I also think we'll see the lines between cameras for stills and cameras for video blur to a very great extent. When you do photography for stills, you'll hold the button down for however long you might hold it down for a burst shot today, and you'll then pick either the single frame or some sort of composite of frames. That'll particularly be the case when video gets into the thousand-frames-per-second range, because shutter speed will become irrelevant. So will mechanical image stabilization; you (or, rather, software) will simply pick the one frame out of the thousand shot that second with the least motion. Or, more likely, something will do an intelligent analysis of the thousand frames to reconstruct an even higher-resolution and cleaner single composite frame. You'd also have the possibility for recreating the effects of a slow shutter (water turns to fog) or even a second-curtain flash effect with motion blur trailing a sharp subject. That latter will quickly become a cliche for sports photography.
And I think that we'll also tend to see stills with motion. You've seen the idea, I'm sure, in lots of movies, including
Harry Potter. Instead of a single frozen print, it'll be a one- or two-second loop. The subject's head turns towards the camera and smiles; end of loop, followed by the next frame in the slideshow. The flowers and leaves continuously flutter in the breeze.
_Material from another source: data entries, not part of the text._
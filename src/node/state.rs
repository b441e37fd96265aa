use parking_lot::RwLock;

use super::status::{NodeStatus, StatusHandle};
use crate::election::types::NodeRole;
use crate::membership::types::{NodeDescriptor, NodeId};
use crate::partition::types::PartitionPlan;

/// Cluster-level facts this node currently believes.
pub struct ClusterState {
    pub local: NodeDescriptor,
    pub status: StatusHandle,
    role: RwLock<NodeRole>,
    controller: RwLock<Option<NodeId>>,

    /// Full tables; present on the Controller and on candidates.
    plan: RwLock<Option<PartitionPlan>>,
}

impl ClusterState {
    pub fn new(local: NodeDescriptor, status: StatusHandle) -> Self {
        let role = if local.is_controller_candidate {
            NodeRole::Candidate
        } else {
            NodeRole::Ordinary
        };

        Self {
            local,
            status,
            role: RwLock::new(role),
            controller: RwLock::new(None),
            plan: RwLock::new(None),
        }
    }

    pub fn node_id(&self) -> NodeId {
        self.local.node_id
    }

    pub fn role(&self) -> NodeRole {
        *self.role.read()
    }

    pub fn set_role(&self, role: NodeRole) {
        *self.role.write() = role;
    }

    pub fn is_controller(&self) -> bool {
        self.role() == NodeRole::Controller
    }

    pub fn controller(&self) -> Option<NodeId> {
        *self.controller.read()
    }

    pub fn set_controller(&self, controller: NodeId) {
        let previous = self.controller.write().replace(controller);
        if previous != Some(controller) {
            tracing::info!("Controller is now node {}", controller);
        }
    }

    pub fn plan(&self) -> Option<PartitionPlan> {
        self.plan.read().clone()
    }

    pub fn set_plan(&self, plan: PartitionPlan) {
        *self.plan.write() = Some(plan);
    }

    /// Applies `update` to the stored plan, creating an empty one first if needed.
    pub fn update_plan<F>(&self, update: F) -> PartitionPlan
    where
        F: FnOnce(&mut PartitionPlan),
    {
        let mut guard = self.plan.write();
        let plan = guard.get_or_insert_with(PartitionPlan::default);
        update(plan);
        plan.clone()
    }

    pub fn status(&self) -> NodeStatus {
        self.status.get()
    }
}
The batter swings and hits -- presumably in slow motion. The same wave keeps crashing over and over again against the surf. That sort of thing. These will be mounted in picture frames just like any other photograph you might see today mounted in a picture frame, except they'll be some sort of digital display, maybe backlit, maybe not. Again, we already have these sorts of things, but, like the Lytro, they tend to be gimmicky. That will change.
We're also not that far away from the whole-wall-as-a-TV of Fahrenheit 451. When that day comes, expect it to be on all the time, even when people aren't watching a program; it'll instead have a "screen saver" and will be another primary medium for display of photography.